Debole anche Tokyo, con il Nikkei che lascia sul terreno l’1%.
Cali anche per la Corea del Sud (Kospi – 0,5%) e Taiwan (Taiex -0,4%).
Futures in modestissimo ritracciamento un po’ ovunque, più evidenti in Europa, che si “riallinea” a Wall Street dopo le chiusure positive di ieri (mentre New York ha chiuso in calo, con il Nasdaq a – 1,17%, Dow – 0,94% e S&P 500 – 0,96%).
“Respira” il petrolio, dopo la corsa delle ultime sei sedute precedenti, che avevano portato il WTI a raggiungere i $ 77 (+ 13%): questa mattina è in calo dell’1,62%, a $ 75,96.
Poco mosso il gas naturale Usa, a $ 2,756 (+ 0,15%).
Oro a $ 2.661, in leggero ribasso (– 0,26%).C
Spread a 131,7 bp.
Ieri è stato una giornata non semplice per i bond: i dati americani di venerdì, infatti, hanno confermato il buon andamento dell’economia USA, con il lavoro che ha creato oltre 254.000 nuovi occupati: non solo l’hard landing pare definitivamente allontanarsi, ma anche il soft landing sembra un’ipotesi più difficile da realizzarsi. Si torna, quindi, a parlare di no landing: il che significa che la FED potrebbe procedere in maniera più cauta ai futuri tagli. Non a caso, infatti, subito gli analisti hanno ridotti da 9 a 7 le riduzioni da qui a fine 2025. Ecco spiegato il movimento “a ritroso” delle quotazioni obbligazionarie, che hanno fatto salire i rendimenti.

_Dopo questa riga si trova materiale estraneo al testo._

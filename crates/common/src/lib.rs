//! Identifier types shared by the sequence and domain crates.

mod ids;

pub use ids::{ClientId, CraftsmanId, ItemId, MerchantId, OrderId, ProductId, UserId, VariantId};
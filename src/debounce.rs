//! Debounce with cancel-on-supersede.
//!
//! Every call to [`Debouncer::call`] cancels the token handed to the previous
//! invocation. That stops it whether it is still waiting out the delay or
//! already running the operation, as long as the operation watches its token.

use futures::FutureExt;
use futures::future::BoxFuture;
use parking_lot::Mutex;
use std::future::Future;
use std::sync::Arc;
use std::time::Duration;
use tokio::task::JoinHandle;
use tokio_util::sync::CancellationToken;

type Operation<A, O> = Arc<dyn Fn(A, CancellationToken) -> BoxFuture<'static, O> + Send + Sync>;

#[derive(Debug, Clone, PartialEq, Eq)]
pub enum Debounced<O> {
    /// The delay elapsed and the operation ran to completion.
    Completed(O),
    /// Superseded before the delay elapsed; the operation never started.
    Cancelled,
}

pub struct Debouncer<A, O> {
    delay: Duration,
    op: Operation<A, O>,
    current: Mutex<Option<CancellationToken>>,
}

impl<A, O> Debouncer<A, O>
where
    A: Send + 'static,
    O: Send + 'static,
{
    pub fn new<F, Fut>(delay: Duration, op: F) -> Debouncer<A, O>
    where
        F: Fn(A, CancellationToken) -> Fut + Send + Sync + 'static,
        Fut: Future<Output = O> + Send + 'static,
    {
        Debouncer {
            delay,
            op: Arc::new(move |arg: A, token: CancellationToken| -> BoxFuture<'static, O> {
                op(arg, token).boxed()
            }),
            current: Mutex::new(None),
        }
    }

    pub fn delay(&self) -> Duration {
        self.delay
    }

    /// Schedules `op(arg)` after the quiescence delay. Must be called from
    /// within a tokio runtime.
    pub fn call(&self, arg: A) -> JoinHandle<Debounced<O>> {
        let token = CancellationToken::new();
        if let Some(previous) = self.current.lock().replace(token.clone()) {
            previous.cancel();
        }

        let op = self.op.clone();
        let delay = self.delay;
        tokio::spawn(async move {
            tokio::select! {
                biased;
                _ = token.cancelled() => return Debounced::Cancelled,
                _ = tokio::time::sleep(delay) => {}
            }
            Debounced::Completed(op(arg, token).await)
        })
    }

    /// Cancels the outstanding invocation, if any, without scheduling a new one.
    pub fn cancel(&self) {
        if let Some(token) = self.current.lock().take() {
            token.cancel();
        }
    }
}

impl<A, O> Drop for Debouncer<A, O> {
    fn drop(&mut self) {
        if let Some(token) = self.current.get_mut().take() {
            token.cancel();
        }
    }
}
use parking_lot::Mutex;
use scraper::{Html, Selector};
use std::sync::Arc;
use std::sync::atomic::{AtomicBool, Ordering};
use std::time::Duration;
use tokio::sync::mpsc;

use crate::backend::Backend;
use crate::config::Config;
use crate::data_models::{ButtonState, ButtonView, Toast, ToastKind, UiEvent, WishlistReply};
use crate::error::{ClientError, Result};

pub const BUTTON_SELECTOR: &str = ".add-to-wishlist";

pub const MISSING_DATA_MESSAGE: &str = "Missing bike data.";
pub const NETWORK_ERROR_MESSAGE: &str = "Network error. Try again.";
pub const DEFAULT_SUCCESS_MESSAGE: &str = "Updated wishlist.";
pub const DEFAULT_FAILURE_MESSAGE: &str = "Action failed.";

/// A wishlist button as found on the page.
#[derive(Debug)]
pub struct WishlistButton {
    make: Option<String>,
    model: Option<String>,
    pending: AtomicBool,
    view: Mutex<ButtonView>,
}

impl WishlistButton {
    pub fn new(make: Option<&str>, model: Option<&str>, view: ButtonView) -> WishlistButton {
        WishlistButton {
            make: make.map(str::to_string),
            model: model.map(str::to_string),
            pending: AtomicBool::new(false),
            view: Mutex::new(view),
        }
    }

    pub fn make(&self) -> Option<&str> {
        self.make.as_deref()
    }

    pub fn model(&self) -> Option<&str> {
        self.model.as_deref()
    }

    pub fn is_pending(&self) -> bool {
        self.pending.load(Ordering::Acquire)
    }

    pub fn view(&self) -> ButtonView {
        self.view.lock().clone()
    }

    pub fn state(&self) -> ButtonState {
        self.view.lock().state()
    }

    /// Both data attributes, when present and non-empty.
    fn bike(&self) -> Option<(&str, &str)> {
        let make = self.make().filter(|m| !m.is_empty())?;
        let model = self.model().filter(|m| !m.is_empty())?;
        Some((make, model))
    }

    fn try_begin(&self) -> Option<PendingGuard<'_>> {
        self.pending
            .compare_exchange(false, true, Ordering::AcqRel, Ordering::Acquire)
            .ok()
            .map(|_| PendingGuard { flag: &self.pending })
    }
}

/// Clears the pending flag however the click handler exits.
struct PendingGuard<'a> {
    flag: &'a AtomicBool,
}

impl Drop for PendingGuard<'_> {
    fn drop(&mut self) {
        self.flag.store(false, Ordering::Release);
    }
}

/// Finds every wishlist button in a server-rendered page.
pub fn scan_wishlist_buttons(html: &str) -> Vec<WishlistButton> {
    let document = Html::parse_document(html);
    let selector = match Selector::parse(BUTTON_SELECTOR) {
        Ok(selector) => selector,
        Err(e) => {
            log::error!("bad wishlist button selector: {e}");
            return Vec::new();
        }
    };

    document
        .select(&selector)
        .map(|element| {
            let value = element.value();
            let label = element.text().collect::<String>().trim().to_string();
            let classes: Vec<&str> = value.classes().collect();
            WishlistButton::new(
                value.attr("data-make"),
                value.attr("data-model"),
                ButtonView::new(label, &classes),
            )
        })
        .collect()
}

/// Result of one click on a wishlist button.
#[derive(Debug, Clone, PartialEq, Eq)]
pub enum ToggleOutcome {
    /// A request for this button was already in flight.
    Ignored,
    MissingData,
    /// The server confirmed the change.
    Updated(ButtonState),
    /// The server answered with `success: false`.
    Rejected,
    /// The server answered with a page, so the host must reload.
    Reloaded,
    NetworkError,
}

pub struct WishlistToggle<B> {
    backend: Arc<B>,
    events: mpsc::UnboundedSender<UiEvent>,
    toast_duration: Duration,
}

impl<B: Backend> WishlistToggle<B> {
    pub fn new(
        backend: Arc<B>,
        config: &Config,
    ) -> (WishlistToggle<B>, mpsc::UnboundedReceiver<UiEvent>) {
        let (tx, rx) = mpsc::unbounded_channel();
        let toggle = WishlistToggle {
            backend,
            events: tx,
            toast_duration: config.toast_duration,
        };
        (toggle, rx)
    }

    pub async fn handle_click(&self, button: &WishlistButton) -> ToggleOutcome {
        let Some(_guard) = button.try_begin() else {
            log::debug!("wishlist click ignored, request already pending");
            return ToggleOutcome::Ignored;
        };

        match self.submit(button).await {
            Ok(outcome) => outcome,
            Err(ClientError::MissingBikeData) => {
                self.toast(MISSING_DATA_MESSAGE, ToastKind::Danger);
                ToggleOutcome::MissingData
            }
            Err(e) => {
                log::error!("Wishlist network error: {e}");
                self.toast(NETWORK_ERROR_MESSAGE, ToastKind::Danger);
                ToggleOutcome::NetworkError
            }
        }
    }

    async fn submit(&self, button: &WishlistButton) -> Result<ToggleOutcome> {
        let (make, model) = button.bike().ok_or(ClientError::MissingBikeData)?;
        let body = self.backend.toggle_wishlist(make, model).await?;

        let Some(reply) = WishlistReply::classify(&body) else {
            log::debug!("wishlist answered with a page, reloading");
            self.emit(UiEvent::Reload);
            return Ok(ToggleOutcome::Reloaded);
        };

        if !reply.success {
            let message = reply.message_or(DEFAULT_FAILURE_MESSAGE);
            self.toast(message, ToastKind::Danger);
            return Ok(ToggleOutcome::Rejected);
        }

        let state = {
            let mut view = button.view.lock();
            if let Some(action) = reply.action {
                view.apply(action);
            }
            view.state()
        };
        let message = reply.message_or(DEFAULT_SUCCESS_MESSAGE);
        self.toast(message, ToastKind::Success);
        Ok(ToggleOutcome::Updated(state))
    }

    fn toast(&self, message: &str, kind: ToastKind) {
        self.emit(UiEvent::Toast(Toast::new(message, kind, self.toast_duration)));
    }

    fn emit(&self, event: UiEvent) {
        if self.events.send(event).is_err() {
            log::warn!("ui event dropped, nobody is listening");
        }
    }
}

BTP che sono tornati, pertanto, al 4,57%.
Bund al 2,26%.
Più ampio il movimento sui treasury USA, che, infatti, sono tornati a “valicare” la soglia psicologica del 4% (4,026).
€/$ sempre sotto 1,10 (1,0988).
Bitcoin che riparte da $ 62.745.
Ps: a Rio de Janeiro è stato rieletto, come sindaco della città, Eduardo Paes. La sua campagna elettorale? Molto semplice: gratis a tutti il nuovo farmaco per dimagrire. Si tratta del Czempic, prodotto da una molecola brevettata dall’azienda danese Novo Nordisk. In realtà si tratta di un medicinale per il diabete, che induce al senso di sazietà e, quindi, riduce la fame. In molti Paesi inizia, quindi, ad essere prescritto anche per le cure contro l’obesità o per dimagrire. E in Brasile l’obesità è sempre più diffusa. Senz’altro il suo prezzo non è alla portata di tutti: basti pensare che da noi il Czempic costa circa € 117 per ogni “pennetta”. Perché sia efficace ne servono almeno 4 al mese: in altre parole € 468 al mese. Se non sono pochi per noi, figuriamoci per un cittadino carioca. E quindi Czempic gratis per tutti (almeno a Rio).